A projection structure at 8-Å resolution of the melibiose permease displayed an asymmetric protein unit consisting of two domains lining a central and curve-shaped cleft (192, 239). A secondary structure model of melibiose permease was obtained by studying MelB-PhoA fusions, and the previously predicted topology of 12 transmembrane domains was supported (49, 397, 398). These 12 transmembrane helices of MelB are connected by periplasmic and cytoplasmic loops, with both the C and N termini located on the cytoplasmic side of the membrane. Thirty-six amino acids could be removed from the hydrophilic carboxyl domain without loss of sugar specificity, facilitated diffusion, uphill transport, or H+-coupling or Na+-coupling characteristics (50). These results are consistent with the hypothesis that the sugar/cation-binding site is formed by the interaction of the transmembrane helices 3, 4, 6, 9, and 10 and does not involve the carboxyl-terminal portion of the protein. The cytoplasmic loop connecting helices 10 and 11 (loop 10–11), the largest cytoplasmic loop in the membrane-bound melibiose carrier of E. coli, is a functional reentrant loop (113). Photolabeling and limited proteolysis studies suggested that one of the four basic residues of the N-terminal loop 4–5 has a potential role in its symport function (7). Cys replacement analysis indicated that two of the four basic residues, Arg-141 and Arg-149, but not Lys-138 and Arg-139, are essential for MelB transport activity. Replacement of Arg-141 by neutral residues (Cys or Gln) inactivated transport and energy-independent carrier-mediated flows of substrates (counterflow, efflux), whereas it had a limited effect on cosubstrate binding (1).
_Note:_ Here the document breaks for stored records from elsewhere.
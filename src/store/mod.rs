//! Card persistence / 卡片存储
//!
//! `CardStore` is the seam to the document store; `StoreHandle` owns the one
//! process-wide store connection, created on first use.

pub mod sqlite;

use async_trait::async_trait;
use std::sync::Arc;
use tokio::sync::OnceCell;

use crate::db;
use crate::error::StoreError;
use crate::models::{Card, CardDraft};

pub use sqlite::SqliteCardStore;

/// Fold case one char at a time, the same way the snippet matcher compares
/// characters. `str::to_lowercase` would map a word-final Σ to ς instead.
pub fn fold_case(text: &str) -> String {
    text.chars().flat_map(char::to_lowercase).collect()
}

/// Find filter: literal case-insensitive substring over name OR story,
/// optionally restricted to a set of card types / 查询条件
#[derive(Debug, Clone, PartialEq, Eq)]
pub struct CardFilter {
    /// Lower-cased needle / 小写关键词
    pub needle: String,
    pub types: Option<Vec<String>>,
    pub limit: usize,
}

impl CardFilter {
    pub const DEFAULT_LIMIT: usize = 50;

    pub fn containing(query: &str) -> Self {
        Self {
            needle: fold_case(query),
            types: None,
            limit: Self::DEFAULT_LIMIT,
        }
    }

    pub fn types(mut self, types: Option<Vec<String>>) -> Self {
        self.types = types.filter(|t| !t.is_empty());
        self
    }

    pub fn limit(mut self, limit: usize) -> Self {
        self.limit = limit;
        self
    }
}

/// Document store collaborator / 文档存储接口
#[async_trait]
pub trait CardStore: Send + Sync {
    /// Persist one card and return its new id
    async fn insert_one(&self, draft: &CardDraft) -> Result<String, StoreError>;

    /// Persist all cards atomically; ids are returned in input order
    async fn insert_many(&self, drafts: &[CardDraft]) -> Result<Vec<String>, StoreError>;

    /// Matching cards in insertion order, at most `filter.limit`
    async fn find(&self, filter: &CardFilter) -> Result<Vec<Card>, StoreError>;

    async fn find_by_id(&self, id: &str) -> Result<Option<Card>, StoreError>;
}

/// Process-wide store handle / 全局存储句柄
///
/// Connects on the first `get()`; concurrent first calls wait on the same
/// initialization. A failed connection is not cached, the next call tries
/// again. After that the store is shared read-only.
pub struct StoreHandle {
    database_url: String,
    cell: OnceCell<Arc<dyn CardStore>>,
}

impl StoreHandle {
    /// Handle that connects to `database_url` on first use / 延迟连接
    pub fn lazy(database_url: impl Into<String>) -> Self {
        Self {
            database_url: database_url.into(),
            cell: OnceCell::new(),
        }
    }

    /// Handle around an already constructed store / 使用现有存储
    pub fn ready(store: Arc<dyn CardStore>) -> Self {
        Self {
            database_url: String::new(),
            cell: OnceCell::new_with(Some(store)),
        }
    }

    pub fn is_initialized(&self) -> bool {
        self.cell.initialized()
    }

    pub async fn get(&self) -> Result<Arc<dyn CardStore>, StoreError> {
        let store = self
            .cell
            .get_or_try_init(|| async {
                let pool = db::connect(&self.database_url).await?;
                db::run_migrations(&pool).await?;
                tracing::info!("Card store initialized");
                Ok::<Arc<dyn CardStore>, StoreError>(Arc::new(SqliteCardStore::new(pool)))
            })
            .await?;
        Ok(Arc::clone(store))
    }
}

impl std::fmt::Debug for StoreHandle {
    fn fmt(&self, f: &mut std::fmt::Formatter<'_>) -> std::fmt::Result {
        f.debug_struct("StoreHandle")
            .field("initialized", &self.is_initialized())
            .finish()
    }
}

#[cfg(test)]
mod tests {
    use super::*;
    use chrono::Utc;

    #[test]
    fn test_fold_case_is_per_char() {
        assert_eq!(fold_case("ΟΔΟΣ"), "οδοσ");
        assert_eq!(fold_case("ΟΔΟΣΑ"), "οδοσα");
        assert_eq!(fold_case("Snow 雪"), "snow 雪");
        assert_eq!(CardFilter::containing("ΟΔΟΣ").needle, "οδοσ");
    }

    #[test]
    fn test_filter_builder() {
        let filter = CardFilter::containing("SNOW").types(Some(vec![])).limit(10);
        assert_eq!(filter.needle, "snow");
        assert_eq!(filter.types, None);
        assert_eq!(filter.limit, 10);

        let filter = CardFilter::containing("x").types(Some(vec!["a".to_string()]));
        assert_eq!(filter.types, Some(vec!["a".to_string()]));
        assert_eq!(filter.limit, CardFilter::DEFAULT_LIMIT);
    }

    #[tokio::test]
    async fn test_lazy_handle_initializes_once() {
        let handle = Arc::new(StoreHandle::lazy("sqlite::memory:"));
        assert!(!handle.is_initialized());

        let tasks: Vec<_> = (0..8)
            .map(|_| {
                let handle = Arc::clone(&handle);
                tokio::spawn(async move { handle.get().await.map(|_| ()) })
            })
            .collect();
        for task in tasks {
            task.await.unwrap().unwrap();
        }
        assert!(handle.is_initialized());

        // All callers share one store, so a write is visible through any clone
        let first = handle.get().await.unwrap();
        first
            .insert_one(&CardDraft::new("Alice", "remembers the snow", Utc::now()))
            .await
            .unwrap();
        let second = handle.get().await.unwrap();
        assert_eq!(second.find(&CardFilter::containing("snow")).await.unwrap().len(), 1);
    }

    #[tokio::test]
    async fn test_failed_initialization_is_not_cached() {
        let handle = StoreHandle::lazy("sqlite:/nonexistent-dir/for/sure/cards.db");
        assert!(handle.get().await.is_err());
        assert!(!handle.is_initialized());
    }

    #[tokio::test]
    async fn test_ready_handle_skips_connect() {
        let pool = db::connect("sqlite::memory:").await.unwrap();
        db::run_migrations(&pool).await.unwrap();
        let store: Arc<dyn CardStore> = Arc::new(SqliteCardStore::new(pool));

        let handle = StoreHandle::ready(Arc::clone(&store));
        assert!(handle.is_initialized());
        assert!(Arc::ptr_eq(&handle.get().await.unwrap(), &store));
    }
}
After entering the cytoplasm melibiose is hydrolyzed by MelA, an α-galactosidase forming glucose and galactose. MelA is a member of family 4 of glycosyl hydrolases that requires NAD+ and Mn2+ for its hydrolytic activity and proceeds by a so-far-unknown mechanism (215, 551, 552). Among the α-galactosidases, melibiose seems exceptional in that it might also induce and be transported by the lactose permease LacY (301). However, the compound cannot be hydrolyzed by the β-galactosidase LacZ (301).
The activity of MelA is controlled by Aes, an esterase of unknown physiological function. Complexes between Aes and α-galactosidase are reduced in α-galactosidase activity but increased in esterase activity (318). Aes is also involved in controlling MalT, the central activator of the maltose/maltodextrin system (255, 379). In both cases, the interaction with Aes seems to prevent the self-multimerization of either MalT or α-galactosidase that is required for their activity (490).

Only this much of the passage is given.